I know the original poster didn’t ask for a safety lecture, but I don’t agree with some of the ideas posted so far. Shutting down the engine on short final to shock the student isn’t the best thing to do. What if you need to go-around. No landing is assured until you turn off the runway. A number of different situation could precipitate a go-around, and if you bend an airplane because you had the engine shutdown you’ll definitely violated for careless and reckless.

With any engine out you want to exercise extreme caution. An engine out is the most dangerous maneuver that a single engine instructor executes on a regular basis. In what other type of operation do you descend with the power at idle for a few minutes, and then advance the power at low altitude and depend on the engine to get you safely away? I don’t believe that utilizing different methods of simulating power loss other then pulling the throttle provide any benefit to the student. No matter if you pull the throttle or shut off the fuel, it will be readily apparent to the student that the engine has quit and they should execute an emergency approach and landing. I would also argue that pulling anything other then the throttle increases risk. What happens if you pull the mixture and the mixture cable breaks? What if you turn off the fuel selector and it sticks in the off position? If any of these situations occur you’ll be doing some explaining to your employer and the FAA. Giving the student realistic training is an important goal, but keeping your career and certificates should come first.

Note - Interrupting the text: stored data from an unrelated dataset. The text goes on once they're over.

//! Error-position translation for embedded fragments.
//!
//! While a fragment is being parsed, a translator frame is installed for its
//! scope. A syntax error raised by the grammar engine carries a byte offset
//! local to the fragment; the active frame rewrites it into a character
//! position in the root query text, counting characters across the fragment
//! prefix so multibyte text translates correctly. Cancellation signals carry
//! no position and pass through unmodified.
//!
//! Frames form a per-parse stack with strict LIFO discipline matching scope
//! nesting: installing pushes, uninstalling pops and restores whatever frame
//! was active before, possibly none. Uninstall must run on every exit path,
//! which [`TranslatorGuard`] guarantees. An uninstall without a matching
//! install means the caller's control flow is corrupted and panics rather
//! than returning an error.
//!
//! Frames store the fragment's offset as an absolute position in the root
//! text. Nested fragments still compose additively the way nested-handler
//! stacks do: each adapter level rewrites a bubbling error exactly once,
//! relative to its own enclosing text (see
//! [`crate::adapter::ScopeHandle::parse_nested`]), and the outermost level
//! produces the root-relative position.

use crate::diag::QueryText;
use crate::error::{EmbedError, EngineError};
use crate::scope::ScopeId;
use tracing::debug;

/// One installed translator: the scope it covers and where that scope's
/// fragment begins in the root text.
#[derive(Debug, Clone)]
pub struct TranslatorFrame {
    scope: ScopeId,
    source: QueryText,
    offset_chars: usize,
    offset_bytes: usize,
}

impl TranslatorFrame {
    /// The scope this translator was installed for.
    pub fn scope(&self) -> ScopeId {
        self.scope
    }

    /// Character offset of the fragment start in the root text.
    pub fn fragment_offset(&self) -> usize {
        self.offset_chars
    }

    /// Byte offset of the fragment start in the root text.
    pub fn fragment_byte_offset(&self) -> usize {
        self.offset_bytes
    }

    /// Rewrites a fragment-local byte offset into a character position in
    /// the root text.
    pub fn translate_local(&self, local_offset: usize) -> usize {
        self.offset_chars + self.source.chars_in(self.offset_bytes, local_offset)
    }
}

/// Per-parse stack of installed translator frames, most recent active.
///
/// Owned by the call frame performing the parse, never process-global, so
/// concurrent queries cannot interfere with each other's frames.
#[derive(Debug, Default)]
pub struct Translators {
    frames: Vec<TranslatorFrame>,
}

impl Translators {
    /// Creates an empty translator stack.
    pub fn new() -> Self {
        Self { frames: Vec::new() }
    }

    /// Pushes a translator frame for `scope`, whose fragment begins at
    /// character `fragment_offset` in `source`.
    ///
    /// Panics if the offset lies outside the text: that is a precondition
    /// violation in the integration, not a user-facing error.
    pub fn install(&mut self, scope: ScopeId, source: &QueryText, fragment_offset: usize) {
        assert!(
            fragment_offset <= source.len_chars(),
            "fragment offset {fragment_offset} is outside the query text ({} chars)",
            source.len_chars()
        );
        debug!(
            scope = scope.as_usize(),
            offset = fragment_offset,
            depth = self.frames.len(),
            "install position translator"
        );
        let offset_bytes = source.char_to_byte(fragment_offset);
        self.frames.push(TranslatorFrame {
            scope,
            source: source.clone(),
            offset_chars: fragment_offset,
            offset_bytes,
        });
    }

    /// Pops the most recent frame, restoring the previously active one.
    ///
    /// Panics if no frame is installed: an unbalanced uninstall indicates
    /// corrupted control flow in the caller.
    pub fn uninstall(&mut self) {
        let frame = self
            .frames
            .pop()
            .expect("translator uninstalled without a matching install");
        debug!(
            scope = frame.scope.as_usize(),
            depth = self.frames.len(),
            "uninstall position translator"
        );
    }

    /// Installs a frame and returns a guard that uninstalls it on drop,
    /// covering every exit path of the enclosing region.
    pub fn install_guard(
        &mut self,
        scope: ScopeId,
        source: &QueryText,
        fragment_offset: usize,
    ) -> TranslatorGuard<'_> {
        self.install(scope, source, fragment_offset);
        TranslatorGuard { stack: self }
    }

    /// The currently active frame, if any.
    pub fn active(&self) -> Option<&TranslatorFrame> {
        self.frames.last()
    }

    /// Number of installed frames.
    pub fn depth(&self) -> usize {
        self.frames.len()
    }

    /// Rewrites an engine error through the active frame.
    ///
    /// Syntax errors get their local offset translated to a root-relative
    /// character position; cancellation passes through with no position
    /// added or altered. Panics if no frame is installed.
    pub fn translate(&self, err: EngineError) -> EmbedError {
        match err {
            EngineError::Cancelled => EmbedError::Cancelled,
            EngineError::Syntax {
                local_offset,
                message,
            } => {
                let frame = self
                    .active()
                    .expect("error translated with no translator installed");
                EmbedError::Syntax {
                    position: frame.translate_local(local_offset),
                    message,
                }
            }
        }
    }
}

/// RAII handle for one installed translator frame.
///
/// Dropping the guard uninstalls the frame, so early returns and error
/// propagation cannot leave the stack unbalanced.
#[derive(Debug)]
pub struct TranslatorGuard<'a> {
    stack: &'a mut Translators,
}

impl TranslatorGuard<'_> {
    /// Rewrites an engine error through the frame this guard installed.
    pub fn translate(&self, err: EngineError) -> EmbedError {
        self.stack.translate(err)
    }

    /// The frame this guard installed.
    pub fn frame(&self) -> &TranslatorFrame {
        self.stack
            .active()
            .expect("guard outlived its translator frame")
    }
}

impl Drop for TranslatorGuard<'_> {
    fn drop(&mut self) {
        self.stack.uninstall();
    }
}

#[cfg(test)]
mod tests {
    use super::*;

    fn scope(id: usize) -> ScopeId {
        // Frames only record the id; no scope arena is needed here.
        let mut scopes: crate::scope::ScopeStack<()> = crate::scope::ScopeStack::new();
        let mut last = scopes.push_root(
            QueryText::new("x"),
            std::sync::Arc::new(crate::scope::NullHooks),
            std::sync::Arc::new(crate::scope::GraphContext::new("g")),
        );
        for _ in 0..id {
            last = scopes.push_child(last);
        }
        last
    }

    fn text_of_len(len: usize) -> QueryText {
        QueryText::new("q".repeat(len))
    }

    #[test]
    fn single_level_translation() {
        let source = text_of_len(50);
        let mut translators = Translators::new();
        translators.install(scope(0), &source, 10);

        let err = translators.translate(EngineError::syntax(3, "unexpected token"));
        assert_eq!(
            err,
            EmbedError::Syntax {
                position: 13,
                message: "unexpected token".into()
            }
        );
        translators.uninstall();
    }

    #[test]
    fn translation_counts_characters_not_bytes() {
        // Fragment starts after "où " (3 chars, 4 bytes). A local error 4
        // bytes into the fragment sits after "éé" (2 chars, 4 bytes), so the
        // reported position is 3 + 2, not 3 + 4.
        let source = QueryText::new("où ééxyz");
        let mut translators = Translators::new();
        translators.install(scope(0), &source, 3);

        let err = translators.translate(EngineError::syntax(4, "boom"));
        assert_eq!(err.position(), Some(5));
        translators.uninstall();
    }

    #[test]
    fn cancellation_passes_through_unmodified() {
        let source = text_of_len(20);
        let mut translators = Translators::new();
        translators.install(scope(0), &source, 5);

        assert_eq!(
            translators.translate(EngineError::Cancelled),
            EmbedError::Cancelled
        );
        translators.uninstall();
    }

    #[test]
    fn lifo_restores_previous_frame() {
        let source = text_of_len(50);
        let mut translators = Translators::new();
        assert_eq!(translators.depth(), 0);

        let parent = scope(0);
        let child = scope(1);
        translators.install(parent, &source, 10);
        translators.install(child, &source, 14);
        assert_eq!(translators.active().unwrap().scope(), child);

        translators.uninstall();
        assert_eq!(translators.active().unwrap().scope(), parent);
        assert_eq!(translators.active().unwrap().fragment_offset(), 10);

        translators.uninstall();
        assert!(translators.active().is_none());
        assert_eq!(translators.depth(), 0);
    }

    #[test]
    fn guard_uninstalls_on_drop() {
        let source = text_of_len(10);
        let mut translators = Translators::new();
        {
            let guard = translators.install_guard(scope(0), &source, 2);
            assert_eq!(guard.frame().fragment_offset(), 2);
        }
        assert_eq!(translators.depth(), 0);
    }

    #[test]
    fn install_at_text_end_is_allowed() {
        let source = text_of_len(10);
        let mut translators = Translators::new();
        translators.install(scope(0), &source, 10);
        let err = translators.translate(EngineError::syntax(0, "eof"));
        assert_eq!(err.position(), Some(10));
        translators.uninstall();
    }

    #[test]
    #[should_panic(expected = "outside the query text")]
    fn install_past_text_end_panics() {
        let source = text_of_len(10);
        let mut translators = Translators::new();
        translators.install(scope(0), &source, 11);
    }

    #[test]
    #[should_panic(expected = "without a matching install")]
    fn unbalanced_uninstall_panics() {
        let mut translators = Translators::new();
        translators.uninstall();
    }
}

Use good judgment when creating trying to create a realistic situation in the cockpit. For example, just after clearing 1000’ AGL on takeoff I might pull the alternator field breaker the simulate a failed alternator. If for some reason the alternator won’t come back on then I am only a few minutes away from the airport. On the other hand, I wouldn’t pull the same breaker on a night cross-country because in that situation, losing the alternator would be a much larger problem. Same thing with the gear circuit breaker, I might pull it in the pattern when flying an Seminole, since if I can’t get the thing back in I can always easily drop the gear with gravity. However, I wouldn’t do the same thing in an Arrow during a simulated engine out in the practice area. If a real engine problem developed during the simulated one then I wouldn’t want to deal with that and reset the gear at the same time.

As someone who has wrecked an airplane because something fluky happened at an inopportune moment I am a firm believer that every maneuver should be performed with a bias towards safety instead of realism.